● **EXERCISE PROMPT**: In the material below, find the line that contains "smallest unit (wei)" and the line that contains "pub fn parse_value(&self)", then write out exactly those two lines and everything between them.

● **DATA PROVIDED**:
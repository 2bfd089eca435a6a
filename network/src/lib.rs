//! Theta Rosetta Network Module
//!
//! JSON-RPC access to the upstream Theta node.

pub mod error;
pub mod node;
pub mod rpc;
pub mod types;

pub use error::{RpcError, NOT_FOUND_CODE};
pub use node::NodeClient;
pub use rpc::{HttpRpcClient, NodeRpc};
pub use types::{
    BlockTx, NodeAccount, NodeBlock, NodeStatus, NodeTransaction, PoolSnapshot, Stake,
    StakeHolder, StakePool,
};
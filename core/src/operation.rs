//! Rosetta operation model
//!
//! An operation is a single balance effect on one account in one currency.
//! Operations inside a transaction are chained: every operation after the
//! first names the one immediately before it in `related_operations`.

use std::fmt;
use std::str::FromStr;

use num_bigint::BigInt;
use serde::{Deserialize, Serialize};
use serde_json::{Map, Value};

use crate::currency::{Currency, Denom};
use crate::error::CodecError;
use crate::primitives::{Address, Bytes};

pub type Metadata = Map<String, Value>;

#[derive(Debug, Clone, Copy, PartialEq, Eq, Serialize, Deserialize)]
pub struct OperationIdentifier {
    pub index: i64,
}

#[derive(Debug, Clone, PartialEq, Eq, Serialize, Deserialize)]
pub struct SubAccountIdentifier {
    pub address: String,
}

#[derive(Debug, Clone, PartialEq, Serialize, Deserialize)]
pub struct AccountIdentifier {
    pub address: String,
    #[serde(default, skip_serializing_if = "Option::is_none")]
    pub sub_account: Option<SubAccountIdentifier>,
    #[serde(default, skip_serializing_if = "Option::is_none")]
    pub metadata: Option<Metadata>,
}

impl AccountIdentifier {
    pub fn new(address: &Address) -> Self {
        Self {
            address: address.to_string(),
            sub_account: None,
            metadata: None,
        }
    }

    pub fn parse_address(&self) -> Result<Address, CodecError> {
        self.address.parse()
    }
}

/// Signed decimal amount in the smallest unit (wei)
#[derive(Debug, Clone, PartialEq, Serialize, Deserialize)]
pub struct Amount {
    pub value: String,
    pub currency: Currency,
}

impl Amount {
    pub fn new(value: BigInt, denom: Denom) -> Self {
        Self {
            value: value.to_string(),
            currency: denom.currency(),
        }
    }

    pub fn parse_value(&self) -> Result<BigInt, CodecError> {
        BigInt::from_str(&self.value).map_err(|_| CodecError::InvalidAmount(self.value.clone()))
    }

    pub fn denom(&self) -> Result<Denom, CodecError> {
        Denom::from_currency(&self.currency)
            .ok_or_else(|| CodecError::UnsupportedCurrency(self.currency.symbol.clone()))
    }
}

#[derive(Debug, Clone, PartialEq, Serialize, Deserialize)]
pub struct Operation {
    pub operation_identifier: OperationIdentifier,
    #[serde(default, skip_serializing_if = "Vec::is_empty")]
    pub related_operations: Vec<OperationIdentifier>,
    #[serde(rename = "type")]
    pub op_type: String,
    #[serde(default, skip_serializing_if = "Option::is_none")]
    pub status: Option<String>,
    #[serde(default, skip_serializing_if = "Option::is_none")]
    pub account: Option<AccountIdentifier>,
    #[serde(default, skip_serializing_if = "Option::is_none")]
    pub amount: Option<Amount>,
    #[serde(default, skip_serializing_if = "Option::is_none")]
    pub metadata: Option<Metadata>,
}

impl Operation {
    pub fn kind(&self) -> Option<OperationType> {
        self.op_type.parse().ok()
    }

    pub fn address(&self) -> Result<Address, CodecError> {
        self.account
            .as_ref()
            .ok_or_else(|| CodecError::InvalidAddress("missing account".to_string()))?
            .parse_address()
    }

    pub fn signed_value(&self) -> Result<BigInt, CodecError> {
        self.amount
            .as_ref()
            .ok_or_else(|| CodecError::InvalidAmount("missing amount".to_string()))?
            .parse_value()
    }

    pub fn denom(&self) -> Result<Denom, CodecError> {
        self.amount
            .as_ref()
            .ok_or_else(|| CodecError::InvalidAmount("missing amount".to_string()))?
            .denom()
    }
}

macro_rules! operation_types {
    ($($variant:ident),+ $(,)?) => {
        /// Every operation type the gateway emits or accepts
        #[derive(Debug, Clone, Copy, PartialEq, Eq, Hash)]
        pub enum OperationType {
            $($variant),+
        }

        impl OperationType {
            pub const ALL: &'static [OperationType] = &[$(OperationType::$variant),+];

            pub fn as_str(self) -> &'static str {
                match self {
                    $(OperationType::$variant => stringify!($variant)),+
                }
            }
        }

        impl FromStr for OperationType {
            type Err = CodecError;

            fn from_str(s: &str) -> Result<Self, Self::Err> {
                match s {
                    $(stringify!($variant) => Ok(OperationType::$variant),)+
                    other => Err(CodecError::UnsupportedTxType(other.to_string())),
                }
            }
        }
    };
}

operation_types!(
    CoinbaseTxProposer,
    CoinbaseTxOutput,
    SlashTxProposer,
    SendTxInput,
    SendTxOutput,
    ReserveFundTxSource,
    ReleaseFundTxSource,
    ServicePaymentTxSource,
    ServicePaymentTxTarget,
    SplitRuleTxInitiator,
    SmartContractTxFrom,
    SmartContractTxTo,
    DepositStakeTxSource,
    DepositStakeTxHolder,
    WithdrawStakeTxSource,
    WithdrawStakeTxHolder,
    StakeRewardDistributionTxHolder,
    StakeRewardDistributionTxBeneficiary,
    TxFee,
);

impl fmt::Display for OperationType {
    fn fmt(&self, f: &mut fmt::Formatter<'_>) -> fmt::Result {
        f.write_str(self.as_str())
    }
}

/// Sequence and signature of the input that produced an operation
pub fn signer_metadata(sequence: u64, signature: &Bytes) -> Metadata {
    let mut meta = Metadata::new();
    meta.insert("sequence".to_string(), Value::from(sequence));
    meta.insert("signature".to_string(), Value::from(signature.to_hex()));
    meta
}

/// Appends operations with consecutive indices, chaining each one to its
/// predecessor and stamping the shared status.
#[derive(Debug, Default)]
pub struct OperationsBuilder {
    status: Option<String>,
    ops: Vec<Operation>,
}

impl OperationsBuilder {
    pub fn new(status: Option<&str>) -> Self {
        Self {
            status: status.map(str::to_string),
            ops: Vec::new(),
        }
    }

    pub fn push(
        &mut self,
        op_type: OperationType,
        account: &Address,
        value: BigInt,
        denom: Denom,
        metadata: Option<Metadata>,
    ) -> &mut Self {
        let index = self.ops.len() as i64;
        let related_operations = if index > 0 {
            vec![OperationIdentifier { index: index - 1 }]
        } else {
            Vec::new()
        };

        self.ops.push(Operation {
            operation_identifier: OperationIdentifier { index },
            related_operations,
            op_type: op_type.as_str().to_string(),
            status: self.status.clone(),
            account: Some(AccountIdentifier::new(account)),
            amount: Some(Amount::new(value, denom)),
            metadata,
        });
        self
    }

    pub fn len(&self) -> usize {
        self.ops.len()
    }

    pub fn is_empty(&self) -> bool {
        self.ops.is_empty()
    }

    pub fn build(self) -> Vec<Operation> {
        self.ops
    }
}

#[cfg(test)]
mod tests {
    use super::*;

    #[test]
    fn test_operation_type_names() {
        assert_eq!(OperationType::TxFee.as_str(), "TxFee");
        assert_eq!(
            "SmartContractTxFrom".parse::<OperationType>().unwrap(),
            OperationType::SmartContractTxFrom
        );
        assert!("Transfer".parse::<OperationType>().is_err());
        assert_eq!(OperationType::ALL.len(), 19);
    }

    #[test]
    fn test_builder_chains_related_operations() {
        let addr = Address([1u8; 20]);
        let mut builder = OperationsBuilder::new(Some("valid"));
        builder
            .push(OperationType::SendTxInput, &addr, BigInt::from(-1), Denom::Theta, None)
            .push(OperationType::SendTxOutput, &addr, BigInt::from(1), Denom::Theta, None)
            .push(OperationType::TxFee, &addr, BigInt::from(0), Denom::TFuel, None);
        let ops = builder.build();

        assert!(ops[0].related_operations.is_empty());
        for (i, op) in ops.iter().enumerate().skip(1) {
            assert_eq!(op.operation_identifier.index, i as i64);
            assert_eq!(
                op.related_operations,
                vec![OperationIdentifier { index: i as i64 - 1 }]
            );
            assert_eq!(op.status.as_deref(), Some("valid"));
        }
    }

    #[test]
    fn test_operation_wire_shape() {
        let addr = Address([2u8; 20]);
        let mut builder = OperationsBuilder::new(None);
        builder.push(OperationType::TxFee, &addr, BigInt::from(-7), Denom::TFuel, None);
        let json = serde_json::to_value(&builder.build()[0]).unwrap();

        assert_eq!(json["operation_identifier"]["index"], 0);
        assert_eq!(json["type"], "TxFee");
        assert_eq!(json["amount"]["value"], "-7");
        assert_eq!(json["amount"]["currency"]["symbol"], "TFUEL");
        assert_eq!(json["amount"]["currency"]["decimals"], 18);
        assert!(json.get("related_operations").is_none());
        assert!(json.get("status").is_none());
    }
}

● **SOLUTION TO THIS TASK**:
/// Signed decimal amount in the smallest unit (wei)
#[derive(Debug, Clone, PartialEq, Serialize, Deserialize)]
pub struct Amount {
    pub value: String,
    pub currency: Currency,
}

impl Amount {
    pub fn new(value: BigInt, denom: Denom) -> Self {
        Self {
            value: value.to_string(),
            currency: denom.currency(),
        }
    }

    pub fn parse_value(&self) -> Result<BigInt, CodecError> {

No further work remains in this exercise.